Response by poster: Also, my pressure varies (it's an auto CPAP) from 5-12.
posted by tastybrains at 6:09 PM on July 7, 2008


Anything below 7 can make some folks feel like they're suffocating in the mask, FYI. An additional idea would be to try raising the bottom level to 7, or run it as a straight CPAP (not auto)--your doc would know what number to try.

If you can get a dental appliance to work (without causing other issues with bite or alignment)--god bless ya, that's awesome. There's a forum about dental appliances for apnea here:

www.talkaboutsleep.com
posted by availablelight at 6:37 PM on July 7, 2008


Best answer: I also have non-severe apnea, but neither my doctor nor I thought CPAP was a great idea for me - I don't want to become dependent on it, for one thing, and I'd really like to be able to travel without schlepping it etc.

So far the regimen that works for me is:

- No alcohol or caffeine within 3-4 hours before bed
- No food within an hour or two of bed
- Two squirts of Nasonex in each nostril to shrink the nasal tissues
- Slap on a BreatheRight strip, and
- Sleep on my side on a Memory Foam contoured pillow.

It seems to work pretty well so far.
posted by AngerBoy at 7:34 PM on July 7, 2008 [1 favorite]


Nasonex has made a big difference for me, especially since I don't seem to tolerate CPAP well. I'm now functioning, whereas I had a few months after being diagnosed with severe apnea when I could hardly work at all.
posted by lukemeister at 10:32 PM on July 7, 2008


Don't have too much to add to what's been said. I think that the Ambien is worth trying -- I use it when I can't get comfortable with the CPAP. It probably does make the Apnea worse, but if the mask stays on, it's a win, IMHO.

I find the sinus rinse really helpful before bed.

Caffeine is out.
posted by prophetsearcher at 7:03 AM on July 8, 2008


Keep at it. It takes a good while to get used to CPAP and to find a mask and sleep position that works for you. It took me months before I found the right humidity setting, pressure setting, mask, etc, but now I have no problems getting a good night's sleep. Also, things may change over time and you may need to make adjustments. In the winter, I need much more humidity than in the summer. In fact, these days it's so damp in my apartment that I get rainout in my mask and I don't even use the humidifier.

Good luck with everything.
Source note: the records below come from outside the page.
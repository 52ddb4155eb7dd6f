//! Adapter around the external script compiler.
//!
//! `CompilerLauncher` turns one script's source text into a
//! [`CompiledModule`] by invoking the compiler executable resolved from the
//! compiler classpath. Invocation contract:
//!
//! ```text
//! <compiler> --entry <class> --out-dir <dir> --class-path <joined runtime closure> <source>
//! ```
//!
//! with the isolated library search path exported in the
//! `SCRIPTPACK_COMPILER_PATH` environment variable. On success the compiler
//! writes its binary units plus a `module.json` result manifest into the
//! output directory; the adapter loads both into memory and deletes the
//! scratch directory. No other filesystem state is touched.
//!
//! Every invocation rebuilds its arguments from the supplied runtime
//! closure. Nothing is carried over between invocations, so a classpath from
//! one compilation can never leak into the next.

use std::collections::BTreeMap;
use std::ffi::OsString;
use std::fs;
use std::path::{Path, PathBuf};
use std::process::Command;

use serde::Deserialize;

use crate::batch::ScriptIdentity;
use crate::compile::module::{CompiledModule, ModuleBinaries, ScriptMetadata};
use crate::error::ScriptError;
use crate::helpers;

/// Environment variable carrying the isolated compiler search path.
pub const SEARCH_PATH_ENV: &str = "SCRIPTPACK_COMPILER_PATH";

/// Result manifest filename the compiler writes into its output directory.
const RESULT_MANIFEST: &str = "module.json";

/// Result kind for modules whose units are in the output directory and get
/// loaded into memory.
const KIND_IN_MEMORY: &str = "inMemoryModule";
/// Result kind for modules whose units stay wherever the compiler put them.
const KIND_EXTERNAL: &str = "externalModule";

/// Compiles one script's source text into a module.
pub trait ScriptCompiler: Send + Sync {
    fn compile(
        &self,
        identity: &ScriptIdentity,
        source: &str,
        runtime_closure: &[PathBuf],
    ) -> Result<CompiledModule, ScriptError>;
}

/// Invokes the external compiler executable.
pub struct CompilerLauncher {
    executable: PathBuf,
    search_path: OsString,
}

impl CompilerLauncher {
    pub fn new(executable: PathBuf, search_path: &[PathBuf]) -> std::io::Result<Self> {
        Ok(Self {
            executable,
            search_path: helpers::join_search_path(search_path)?,
        })
    }
}

impl ScriptCompiler for CompilerLauncher {
    fn compile(
        &self,
        identity: &ScriptIdentity,
        source: &str,
        runtime_closure: &[PathBuf],
    ) -> Result<CompiledModule, ScriptError> {
        let scratch = tempfile::tempdir()?;
        let source_path = scratch.path().join(format!("{}.scr", identity.name));
        fs::write(&source_path, source)?;
        let out_dir = scratch.path().join("out");
        fs::create_dir_all(&out_dir)?;

        let class_path = helpers::join_search_path(runtime_closure)?;
        log::debug!("compiling {identity} with {}", self.executable.display());

        let output = Command::new(&self.executable)
            .arg("--entry")
            .arg(identity.entry_class())
            .arg("--out-dir")
            .arg(&out_dir)
            .arg("--class-path")
            .arg(&class_path)
            .arg(&source_path)
            .env(SEARCH_PATH_ENV, &self.search_path)
            .output()?;

        if !output.status.success() {
            let stderr = String::from_utf8_lossy(&output.stderr);
            let stdout = String::from_utf8_lossy(&output.stdout);
            return Err(ScriptError::Compile {
                script: identity.clone(),
                diagnostics: stderr.to_string() + &stdout,
            });
        }

        read_result(&out_dir, identity)
    }
}

#[derive(Debug, Deserialize)]
struct ResultHeader {
    kind: String,
}

#[derive(Debug, Deserialize)]
#[serde(rename_all = "camelCase")]
struct CompilerResult {
    entry_class: String,
    units: Vec<UnitEntry>,
    metadata: RawMetadata,
}

#[derive(Debug, Deserialize)]
#[serde(rename_all = "camelCase")]
struct UnitEntry {
    /// Archive path of the unit inside the packaged artifact.
    path: String,
    /// Filename of the unit inside the compiler's output directory.
    file: String,
}

#[derive(Debug, Deserialize)]
#[serde(rename_all = "camelCase")]
struct RawMetadata {
    #[serde(default)]
    engine_version: String,
    #[serde(default)]
    imports: Vec<String>,
    #[serde(default)]
    dependencies: Vec<String>,
    #[serde(default)]
    source_debug_info: Option<String>,
    #[serde(default)]
    loader_options: BTreeMap<String, String>,
}

fn read_result(out_dir: &Path, identity: &ScriptIdentity) -> Result<CompiledModule, ScriptError> {
    let manifest_path = out_dir.join(RESULT_MANIFEST);
    let data = fs::read_to_string(&manifest_path)?;

    // The kind gate comes first: an unknown result variant must be rejected,
    // not packaged on a guess.
    let header: ResultHeader =
        serde_json::from_str(&data).map_err(|e| ScriptError::UnsupportedResult {
            kind: format!("unparseable result manifest: {e}"),
        })?;
    if header.kind != KIND_IN_MEMORY && header.kind != KIND_EXTERNAL {
        return Err(ScriptError::UnsupportedResult { kind: header.kind });
    }

    let result: CompilerResult =
        serde_json::from_str(&data).map_err(|e| ScriptError::UnsupportedResult {
            kind: format!("malformed `{}` result: {e}", header.kind),
        })?;

    let binaries = if header.kind == KIND_EXTERNAL {
        ModuleBinaries::External {
            location: out_dir.to_path_buf(),
            units: result.units.into_iter().map(|u| u.path).collect(),
        }
    } else {
        let mut units = BTreeMap::new();
        for unit in result.units {
            let bytes = fs::read(out_dir.join(&unit.file))?;
            units.insert(unit.path, bytes);
        }
        ModuleBinaries::InMemory(units)
    };

    log::debug!(
        "compiled {identity}: entry class {}, {} unit(s)",
        result.entry_class,
        match &binaries {
            ModuleBinaries::InMemory(units) => units.len(),
            ModuleBinaries::External { units, .. } => units.len(),
        }
    );

    Ok(CompiledModule {
        entry_class: result.entry_class,
        binaries,
        metadata: ScriptMetadata {
            engine_version: result.metadata.engine_version,
            imports: result.metadata.imports,
            dependencies: result.metadata.dependencies,
            source_debug_info: result.metadata.source_debug_info,
            loader_options: result.metadata.loader_options,
        },
    })
}
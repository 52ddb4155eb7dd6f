//! Serializes a compiled module into its loadable archive.
//!
//! The archive is a zip with a fixed entry order: the manifest naming the
//! entry class as the runnable main, a minimized metadata descriptor at a
//! path derived from the entry-class name, then one entry per binary unit
//! sorted by archive path. Output bytes are a pure function of the module:
//! timestamps are pinned and the descriptor is an explicit, versioned schema
//! rather than a dump of compiler state, so build-output caching can rely on
//! byte-identical archives.

use std::collections::BTreeMap;
use std::io::Write;
use std::path::Path;

use serde::{Deserialize, Serialize};
use zip::write::SimpleFileOptions;
use zip::{CompressionMethod, ZipWriter};

use crate::compile::module::{CompiledModule, ModuleBinaries};
use crate::error::ScriptError;

/// Version of the descriptor schema written into every archive.
pub const DESCRIPTOR_SCHEMA_VERSION: u32 = 1;

const MANIFEST_PATH: &str = "META-INF/MANIFEST.MF";

/// The minimized metadata blob a loader needs to reconstruct a runnable
/// script instance. Compile-time bookkeeping (imports, dependency lists,
/// source-debug markers) is not part of the schema and therefore never
/// reaches the archive.
#[derive(Debug, Serialize, Deserialize)]
#[serde(rename_all = "camelCase")]
pub struct ArtifactDescriptor {
    pub schema_version: u32,
    pub entry_class: String,
    pub engine_version: String,
    pub loader_options: BTreeMap<String, String>,
}

/// Archive path of the metadata descriptor for an entry class.
pub fn descriptor_path(entry_class: &str) -> String {
    format!("META-INF/script/{entry_class}.json")
}

/// Write `module` as an archive at `destination`.
///
/// The caller guarantees the destination's parent directory exists. The
/// archive is staged in a temporary file next to the destination and
/// persisted atomically, so an interrupted worker never leaves a truncated
/// artifact behind.
pub fn write_archive(module: &CompiledModule, destination: &Path) -> Result<(), ScriptError> {
    let units = match &module.binaries {
        ModuleBinaries::InMemory(units) => units,
        other => {
            return Err(ScriptError::UnsupportedModule {
                container: other.container_name().to_string(),
            });
        }
    };

    let parent = destination.parent().unwrap_or_else(|| Path::new("."));
    let staging = tempfile::NamedTempFile::new_in(parent)?;
    let mut zip = ZipWriter::new(staging);
    let options = SimpleFileOptions::default()
        .compression_method(CompressionMethod::Deflated)
        .last_modified_time(zip::DateTime::default());

    zip.start_file(MANIFEST_PATH, options)
        .map_err(zip_io_error)?;
    zip.write_all(manifest_text(&module.entry_class).as_bytes())?;

    let descriptor = ArtifactDescriptor {
        schema_version: DESCRIPTOR_SCHEMA_VERSION,
        entry_class: module.entry_class.clone(),
        engine_version: module.metadata.engine_version.clone(),
        loader_options: module.metadata.loader_options.clone(),
    };
    zip.start_file(descriptor_path(&module.entry_class), options)
        .map_err(zip_io_error)?;
    zip.write_all(&serde_json::to_vec(&descriptor).map_err(std::io::Error::from)?)?;

    // BTreeMap iteration keeps unit order stable across runs.
    for (path, bytes) in units {
        zip.start_file(path.as_str(), options).map_err(zip_io_error)?;
        zip.write_all(bytes)?;
    }

    let staging = zip.finish().map_err(zip_io_error)?;
    staging
        .persist(destination)
        .map_err(|e| ScriptError::Io(e.error))?;
    Ok(())
}

fn manifest_text(entry_class: &str) -> String {
    format!(
        "Manifest-Version: 1.0\r\nCreated-By: scriptpack {}\r\nMain-Class: {}\r\n",
        env!("CARGO_PKG_VERSION"),
        entry_class
    )
}

fn zip_io_error(err: zip::result::ZipError) -> ScriptError {
    ScriptError::Io(std::io::Error::other(err))
}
It's hard to get used to, but so worth it.
posted by linuxgrl at 7:18 PM on July 8, 2008


Response by poster: Just thought I'd update ... after talking with the pulmonologist, who agreed that my sleep apnea wasn't severe to the point of me NEEDING the CPAP in order to not die, I returned the CPAP, lost 40 lbs, don't snore anymore, and feel great. I'd go back for a follow-up sleep study to confirm I no longer have sleep apnea, but my pulmonologist didn't really think it was worthwhile since I am sleeping well, feel fine, and have good blood pressure.
posted by tastybrains at 2:22 PM on March 31, 2009 [1 favorite]


Thanks for the update, and I'm glad to hear things are going so well.